━━ Entries supplied

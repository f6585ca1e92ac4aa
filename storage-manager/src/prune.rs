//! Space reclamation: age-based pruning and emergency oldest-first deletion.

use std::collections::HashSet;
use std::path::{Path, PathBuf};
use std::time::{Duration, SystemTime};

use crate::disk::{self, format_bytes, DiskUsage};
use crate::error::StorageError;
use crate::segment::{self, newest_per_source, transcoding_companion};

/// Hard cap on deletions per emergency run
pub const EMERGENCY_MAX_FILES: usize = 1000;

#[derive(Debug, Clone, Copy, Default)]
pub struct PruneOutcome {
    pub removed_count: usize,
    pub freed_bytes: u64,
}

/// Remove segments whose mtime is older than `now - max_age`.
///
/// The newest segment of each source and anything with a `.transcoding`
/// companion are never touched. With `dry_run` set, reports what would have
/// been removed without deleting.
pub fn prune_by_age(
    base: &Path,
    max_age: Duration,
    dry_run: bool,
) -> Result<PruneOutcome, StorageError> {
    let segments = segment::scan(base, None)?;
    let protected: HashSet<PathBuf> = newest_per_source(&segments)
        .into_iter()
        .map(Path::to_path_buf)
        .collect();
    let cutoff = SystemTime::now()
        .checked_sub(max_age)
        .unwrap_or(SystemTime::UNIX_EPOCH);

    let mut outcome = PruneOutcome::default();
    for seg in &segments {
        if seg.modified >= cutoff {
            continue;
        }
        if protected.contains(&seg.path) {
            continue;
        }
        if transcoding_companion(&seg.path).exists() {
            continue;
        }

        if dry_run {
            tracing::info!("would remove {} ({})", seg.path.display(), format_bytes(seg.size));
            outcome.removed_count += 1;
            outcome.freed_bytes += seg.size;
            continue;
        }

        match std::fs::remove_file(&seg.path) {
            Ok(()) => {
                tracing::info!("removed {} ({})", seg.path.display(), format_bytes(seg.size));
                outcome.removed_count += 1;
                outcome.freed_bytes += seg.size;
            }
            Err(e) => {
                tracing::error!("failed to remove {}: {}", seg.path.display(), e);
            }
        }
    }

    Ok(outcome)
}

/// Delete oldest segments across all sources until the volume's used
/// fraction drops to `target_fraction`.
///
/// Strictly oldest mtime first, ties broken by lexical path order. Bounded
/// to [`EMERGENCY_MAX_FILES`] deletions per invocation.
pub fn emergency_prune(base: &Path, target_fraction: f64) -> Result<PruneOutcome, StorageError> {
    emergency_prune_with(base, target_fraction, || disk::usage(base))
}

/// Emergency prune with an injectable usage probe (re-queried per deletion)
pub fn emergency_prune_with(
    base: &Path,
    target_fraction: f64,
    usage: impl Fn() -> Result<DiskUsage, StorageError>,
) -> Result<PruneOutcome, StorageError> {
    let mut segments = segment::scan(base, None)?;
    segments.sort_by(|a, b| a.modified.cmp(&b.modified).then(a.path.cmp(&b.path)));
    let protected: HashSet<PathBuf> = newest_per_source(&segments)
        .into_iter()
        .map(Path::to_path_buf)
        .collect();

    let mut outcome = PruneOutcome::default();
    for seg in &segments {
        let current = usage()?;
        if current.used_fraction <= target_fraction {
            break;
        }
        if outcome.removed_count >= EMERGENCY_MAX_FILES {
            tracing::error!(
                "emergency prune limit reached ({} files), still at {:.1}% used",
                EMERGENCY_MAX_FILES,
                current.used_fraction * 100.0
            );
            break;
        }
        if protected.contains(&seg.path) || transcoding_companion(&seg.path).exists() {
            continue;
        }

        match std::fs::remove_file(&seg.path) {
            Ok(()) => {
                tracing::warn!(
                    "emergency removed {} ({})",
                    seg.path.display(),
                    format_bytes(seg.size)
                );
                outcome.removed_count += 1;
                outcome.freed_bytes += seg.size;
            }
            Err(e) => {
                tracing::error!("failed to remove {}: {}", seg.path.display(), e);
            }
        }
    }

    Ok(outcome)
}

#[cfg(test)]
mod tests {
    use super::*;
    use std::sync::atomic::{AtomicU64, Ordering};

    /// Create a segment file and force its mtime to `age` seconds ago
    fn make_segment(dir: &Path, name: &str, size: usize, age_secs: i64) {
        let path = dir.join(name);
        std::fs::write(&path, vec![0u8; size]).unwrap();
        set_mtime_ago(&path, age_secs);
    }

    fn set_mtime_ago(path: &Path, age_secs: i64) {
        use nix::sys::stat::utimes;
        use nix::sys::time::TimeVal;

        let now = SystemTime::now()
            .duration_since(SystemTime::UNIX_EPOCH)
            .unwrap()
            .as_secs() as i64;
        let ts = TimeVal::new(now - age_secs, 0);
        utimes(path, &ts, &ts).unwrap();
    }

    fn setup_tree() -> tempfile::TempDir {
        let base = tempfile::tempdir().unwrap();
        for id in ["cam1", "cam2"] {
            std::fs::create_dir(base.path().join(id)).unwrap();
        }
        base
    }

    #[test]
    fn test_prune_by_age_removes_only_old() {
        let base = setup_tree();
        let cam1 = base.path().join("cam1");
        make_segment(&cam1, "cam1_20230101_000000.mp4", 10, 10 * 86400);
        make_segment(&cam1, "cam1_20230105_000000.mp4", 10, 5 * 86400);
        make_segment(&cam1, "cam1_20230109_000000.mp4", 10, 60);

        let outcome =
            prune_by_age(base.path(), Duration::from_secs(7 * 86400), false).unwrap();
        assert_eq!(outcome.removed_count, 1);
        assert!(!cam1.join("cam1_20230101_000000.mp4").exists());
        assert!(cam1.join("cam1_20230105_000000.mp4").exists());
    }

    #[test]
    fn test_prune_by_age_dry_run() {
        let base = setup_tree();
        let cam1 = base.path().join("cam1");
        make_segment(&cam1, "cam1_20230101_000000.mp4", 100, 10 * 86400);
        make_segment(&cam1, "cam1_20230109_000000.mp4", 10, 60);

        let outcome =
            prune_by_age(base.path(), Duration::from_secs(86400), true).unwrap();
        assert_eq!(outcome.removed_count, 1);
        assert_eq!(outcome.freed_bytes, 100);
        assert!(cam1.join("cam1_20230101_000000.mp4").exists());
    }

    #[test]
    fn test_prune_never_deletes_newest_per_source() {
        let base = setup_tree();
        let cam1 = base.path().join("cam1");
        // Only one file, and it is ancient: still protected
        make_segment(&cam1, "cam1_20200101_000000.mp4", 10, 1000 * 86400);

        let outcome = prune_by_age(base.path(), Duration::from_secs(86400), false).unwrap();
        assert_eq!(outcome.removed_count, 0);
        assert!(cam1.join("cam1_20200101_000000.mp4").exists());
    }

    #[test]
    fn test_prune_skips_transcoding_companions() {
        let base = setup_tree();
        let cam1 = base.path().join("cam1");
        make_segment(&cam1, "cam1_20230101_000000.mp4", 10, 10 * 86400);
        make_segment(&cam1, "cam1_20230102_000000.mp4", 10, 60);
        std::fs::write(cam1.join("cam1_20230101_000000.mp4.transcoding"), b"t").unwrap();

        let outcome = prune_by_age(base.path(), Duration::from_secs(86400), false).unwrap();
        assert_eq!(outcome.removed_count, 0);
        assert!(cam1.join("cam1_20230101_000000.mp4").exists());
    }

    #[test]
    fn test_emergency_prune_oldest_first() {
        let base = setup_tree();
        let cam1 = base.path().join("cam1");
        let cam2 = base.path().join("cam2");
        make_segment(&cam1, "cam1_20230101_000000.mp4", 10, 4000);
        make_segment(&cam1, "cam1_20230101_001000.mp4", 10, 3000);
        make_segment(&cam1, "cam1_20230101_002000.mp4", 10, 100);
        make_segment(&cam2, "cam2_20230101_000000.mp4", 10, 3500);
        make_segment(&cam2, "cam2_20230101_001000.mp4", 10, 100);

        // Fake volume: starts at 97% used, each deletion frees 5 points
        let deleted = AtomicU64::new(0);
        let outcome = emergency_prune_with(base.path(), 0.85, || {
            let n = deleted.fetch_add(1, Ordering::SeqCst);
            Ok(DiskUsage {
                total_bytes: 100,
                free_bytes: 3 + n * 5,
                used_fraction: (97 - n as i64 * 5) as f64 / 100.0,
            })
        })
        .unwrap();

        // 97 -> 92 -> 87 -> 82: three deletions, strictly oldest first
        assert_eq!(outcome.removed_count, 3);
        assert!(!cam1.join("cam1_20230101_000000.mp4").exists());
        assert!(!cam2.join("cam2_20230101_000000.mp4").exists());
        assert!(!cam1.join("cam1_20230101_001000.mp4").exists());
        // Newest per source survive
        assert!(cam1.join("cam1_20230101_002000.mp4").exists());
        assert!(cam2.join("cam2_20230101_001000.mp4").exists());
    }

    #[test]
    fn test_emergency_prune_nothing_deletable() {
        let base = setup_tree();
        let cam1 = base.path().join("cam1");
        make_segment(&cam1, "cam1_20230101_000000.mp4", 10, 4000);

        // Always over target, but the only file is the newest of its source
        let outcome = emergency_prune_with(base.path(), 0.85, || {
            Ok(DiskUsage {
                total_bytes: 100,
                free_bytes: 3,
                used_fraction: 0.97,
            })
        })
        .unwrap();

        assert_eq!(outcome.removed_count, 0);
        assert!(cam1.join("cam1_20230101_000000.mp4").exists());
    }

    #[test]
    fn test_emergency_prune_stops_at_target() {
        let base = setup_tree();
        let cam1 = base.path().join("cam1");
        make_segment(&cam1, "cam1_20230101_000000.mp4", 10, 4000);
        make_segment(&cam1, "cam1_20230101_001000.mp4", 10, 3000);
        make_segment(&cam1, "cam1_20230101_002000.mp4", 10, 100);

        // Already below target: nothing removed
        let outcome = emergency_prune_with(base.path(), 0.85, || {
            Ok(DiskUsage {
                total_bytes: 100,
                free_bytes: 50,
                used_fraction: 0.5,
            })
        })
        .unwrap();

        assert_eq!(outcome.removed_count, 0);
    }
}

━━━━

Aim of the task
Taking the entries from their first line through the line with "The newest segment", inclusive, restate each line word for word and give nothing else.

Answer to the problem
repository f6585ca1e92ac4aa
filename storage-manager/src/prune.rs
//! Space reclamation: age-based pruning and emergency oldest-first deletion.

use std::collections::HashSet;
use std::path::{Path, PathBuf};
use std::time::{Duration, SystemTime};

use crate::disk::{self, format_bytes, DiskUsage};
use crate::error::StorageError;
use crate::segment::{self, newest_per_source, transcoding_companion};

/// Hard cap on deletions per emergency run
pub const EMERGENCY_MAX_FILES: usize = 1000;

#[derive(Debug, Clone, Copy, Default)]
pub struct PruneOutcome {
    pub removed_count: usize,
    pub freed_bytes: u64,
}

/// Remove segments whose mtime is older than `now - max_age`.
///
/// The newest segment of each source and anything with a `.transcoding`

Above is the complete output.